(DATASET CONTENT)
//! The three per-connection tasks.
//!
//! ```text
//!            ┌──────────── CancellationToken ────────────┐
//!            ▼                     ▼                     ▼
//!       read_loop             write_loop           keepalive_loop
//!   socket → control msgs   broker → socket        ping every interval
//!   (refresh deadline       (relay_frame)          (guarded write path)
//!    on pong)
//! ```
//!
//! Any fatal error cancels the shared scope; the other two tasks observe
//! it and return. The gateway then unregisters the connection.

use std::sync::Arc;

use axum::extract::ws::Message;
use futures::{Stream, StreamExt};
use tokio::time::{interval_at, timeout_at, Instant, MissedTickBehavior};

use crate::domain::realtime::{relay_frame, ControlAction, ControlMessage};
use crate::ports::BrokerMessageStream;

use super::connection::Connection;

/// Read client frames until the socket closes, errors, goes quiet past the
/// pong deadline, or the connection is cancelled.
pub async fn read_loop<S>(conn: Arc<Connection>, mut inbound: S)
where
    S: Stream<Item = Result<Message, axum::Error>> + Unpin,
{
    let pong_timeout = conn.settings().pong_timeout;
    let mut deadline = Instant::now() + pong_timeout;

    loop {
        let next = tokio::select! {
            _ = conn.cancel_token().cancelled() => break,
            next = timeout_at(deadline, inbound.next()) => next,
        };

        let frame = match next {
            Ok(Some(Ok(frame))) => frame,
            Ok(Some(Err(e))) => {
                tracing::debug!(connection_id = %conn.id(), error = %e, "Socket read failed");
                break;
            }
            Ok(None) => break,
            Err(_) => {
                tracing::debug!(connection_id = %conn.id(), "Read deadline elapsed without pong");
                break;
            }
        };

        match frame {
            Message::Text(text) => {
                // A pending broker call must not outlive the scope.
                let applied = tokio::select! {
                    _ = conn.cancel_token().cancelled() => false,
                    applied = handle_control(&conn, &text) => applied,
                };
                if !applied {
                    break;
                }
            }
            Message::Pong(_) => {
                deadline = Instant::now() + pong_timeout;
            }
            Message::Close(_) => break,
            Message::Binary(_) | Message::Ping(_) => {}
        }
    }

    conn.cancel();
}

/// Returns `false` when the broker rejected the change and the connection
/// must be torn down.
async fn handle_control(conn: &Connection, text: &str) -> bool {
    let Some(control) = ControlMessage::parse(text) else {
        tracing::debug!(connection_id = %conn.id(), "Ignoring malformed client frame");
        return true;
    };

    let result = match control.action {
        ControlAction::Subscribe => conn.subscribe_sections(&control.section_ids).await,
        ControlAction::Unsubscribe => conn.unsubscribe_sections(&control.section_ids).await,
    };

    match result {
        Ok(()) => {
            tracing::debug!(
                connection_id = %conn.id(),
                action = ?control.action,
                sections = control.section_ids.len(),
                "Applied subscription change"
            );
            true
        }
        Err(e) => {
            tracing::debug!(
                connection_id = %conn.id(),
                error = %e,
                "Subscription change failed"
            );
            false
        }
    }
}

/// Relay broker messages to the socket until the subscription ends or the
/// connection is cancelled.
pub async fn write_loop(conn: Arc<Connection>, mut messages: BrokerMessageStream) {
    loop {
        let next = tokio::select! {
            _ = conn.cancel_token().cancelled() => break,
            next = messages.next() => next,
        };

        match next {
            Some(Ok(message)) => {
                let frame = relay_frame(&message.payload);
                if let Err(e) = conn.send(Message::Text(frame)).await {
                    tracing::debug!(
                        connection_id = %conn.id(),
                        topic = %message.topic,
                        error = %e,
                        "Relay write failed"
                    );
                    break;
                }
            }
            Some(Err(e)) => {
                tracing::debug!(connection_id = %conn.id(), error = %e, "Broker receive failed");
                break;
            }
            None => {
                tracing::debug!(connection_id = %conn.id(), "Broker subscription ended");
                break;
            }
        }
    }

    conn.cancel();
}

/// Send a protocol ping on every interval tick until cancelled.
pub async fn keepalive_loop(conn: Arc<Connection>) {
    let period = conn.settings().ping_interval;
    let mut ticker = interval_at(Instant::now() + period, period);
    ticker.set_missed_tick_behavior(MissedTickBehavior::Delay);

    loop {
        tokio::select! {
            _ = conn.cancel_token().cancelled() => return,
            _ = ticker.tick() => {}
        }

        if let Err(e) = conn.send(Message::Ping(Vec::new())).await {
            tracing::debug!(connection_id = %conn.id(), error = %e, "Ping failed");
            conn.cancel();
            return;
        }
    }
}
(End DATASET CONTENT)
▸ **YOUR ASSIGNMENT**
Recreate the listing word for word, omitting nothing.

▸ **SOLUTION BELOW**
//! The three per-connection tasks.
//!
//! ```text
//!            ┌──────────── CancellationToken ────────────┐
//!            ▼                     ▼                     ▼
//!       read_loop             write_loop           keepalive_loop
//!   socket → control msgs   broker → socket        ping every interval
//!   (refresh deadline       (relay_frame)          (guarded write path)
//!    on pong)
//! ```
//!
//! Any fatal error cancels the shared scope; the other two tasks observe
//! it and return. The gateway then unregisters the connection.

use std::sync::Arc;

use axum::extract::ws::Message;
use futures::{Stream, StreamExt};
use tokio::time::{interval_at, timeout_at, Instant, MissedTickBehavior};

use crate::domain::realtime::{relay_frame, ControlAction, ControlMessage};
use crate::ports::BrokerMessageStream;

use super::connection::Connection;

/// Read client frames until the socket closes, errors, goes quiet past the
/// pong deadline, or the connection is cancelled.
pub async fn read_loop<S>(conn: Arc<Connection>, mut inbound: S)
where
    S: Stream<Item = Result<Message, axum::Error>> + Unpin,
{
    let pong_timeout = conn.settings().pong_timeout;
    let mut deadline = Instant::now() + pong_timeout;

    loop {
        let next = tokio::select! {
            _ = conn.cancel_token().cancelled() => break,
            next = timeout_at(deadline, inbound.next()) => next,
        };

        let frame = match next {
            Ok(Some(Ok(frame))) => frame,
            Ok(Some(Err(e))) => {
                tracing::debug!(connection_id = %conn.id(), error = %e, "Socket read failed");
                break;
            }
            Ok(None) => break,
            Err(_) => {
                tracing::debug!(connection_id = %conn.id(), "Read deadline elapsed without pong");
                break;
            }
        };

        match frame {
            Message::Text(text) => {
                // A pending broker call must not outlive the scope.
                let applied = tokio::select! {
                    _ = conn.cancel_token().cancelled() => false,
                    applied = handle_control(&conn, &text) => applied,
                };
                if !applied {
                    break;
                }
            }
            Message::Pong(_) => {
                deadline = Instant::now() + pong_timeout;
            }
            Message::Close(_) => break,
            Message::Binary(_) | Message::Ping(_) => {}
        }
    }

    conn.cancel();
}

/// Returns `false` when the broker rejected the change and the connection
/// must be torn down.
async fn handle_control(conn: &Connection, text: &str) -> bool {
    let Some(control) = ControlMessage::parse(text) else {
        tracing::debug!(connection_id = %conn.id(), "Ignoring malformed client frame");
        return true;
    };

    let result = match control.action {
        ControlAction::Subscribe => conn.subscribe_sections(&control.section_ids).await,
        ControlAction::Unsubscribe => conn.unsubscribe_sections(&control.section_ids).await,
    };

    match result {
        Ok(()) => {
            tracing::debug!(
                connection_id = %conn.id(),
                action = ?control.action,
                sections = control.section_ids.len(),
                "Applied subscription change"
            );
            true
        }
        Err(e) => {
            tracing::debug!(
                connection_id = %conn.id(),
                error = %e,
                "Subscription change failed"
            );
            false
        }
    }
}

/// Relay broker messages to the socket until the subscription ends or the
/// connection is cancelled.
pub async fn write_loop(conn: Arc<Connection>, mut messages: BrokerMessageStream) {
    loop {
        let next = tokio::select! {
            _ = conn.cancel_token().cancelled() => break,
            next = messages.next() => next,
        };

        match next {
            Some(Ok(message)) => {
                let frame = relay_frame(&message.payload);
                if let Err(e) = conn.send(Message::Text(frame)).await {
                    tracing::debug!(
                        connection_id = %conn.id(),
                        topic = %message.topic,
                        error = %e,
                        "Relay write failed"
                    );
                    break;
                }
            }
            Some(Err(e)) => {
                tracing::debug!(connection_id = %conn.id(), error = %e, "Broker receive failed");
                break;
            }
            None => {
                tracing::debug!(connection_id = %conn.id(), "Broker subscription ended");
                break;
            }
        }
    }

    conn.cancel();
}

/// Send a protocol ping on every interval tick until cancelled.
pub async fn keepalive_loop(conn: Arc<Connection>) {
    let period = conn.settings().ping_interval;
    let mut ticker = interval_at(Instant::now() + period, period);
    ticker.set_missed_tick_behavior(MissedTickBehavior::Delay);

    loop {
        tokio::select! {
            _ = conn.cancel_token().cancelled() => return,
            _ = ticker.tick() => {}
        }

        if let Err(e) = conn.send(Message::Ping(Vec::new())).await {
            tracing::debug!(connection_id = %conn.id(), error = %e, "Ping failed");
            conn.cancel();
            return;
        }
    }
}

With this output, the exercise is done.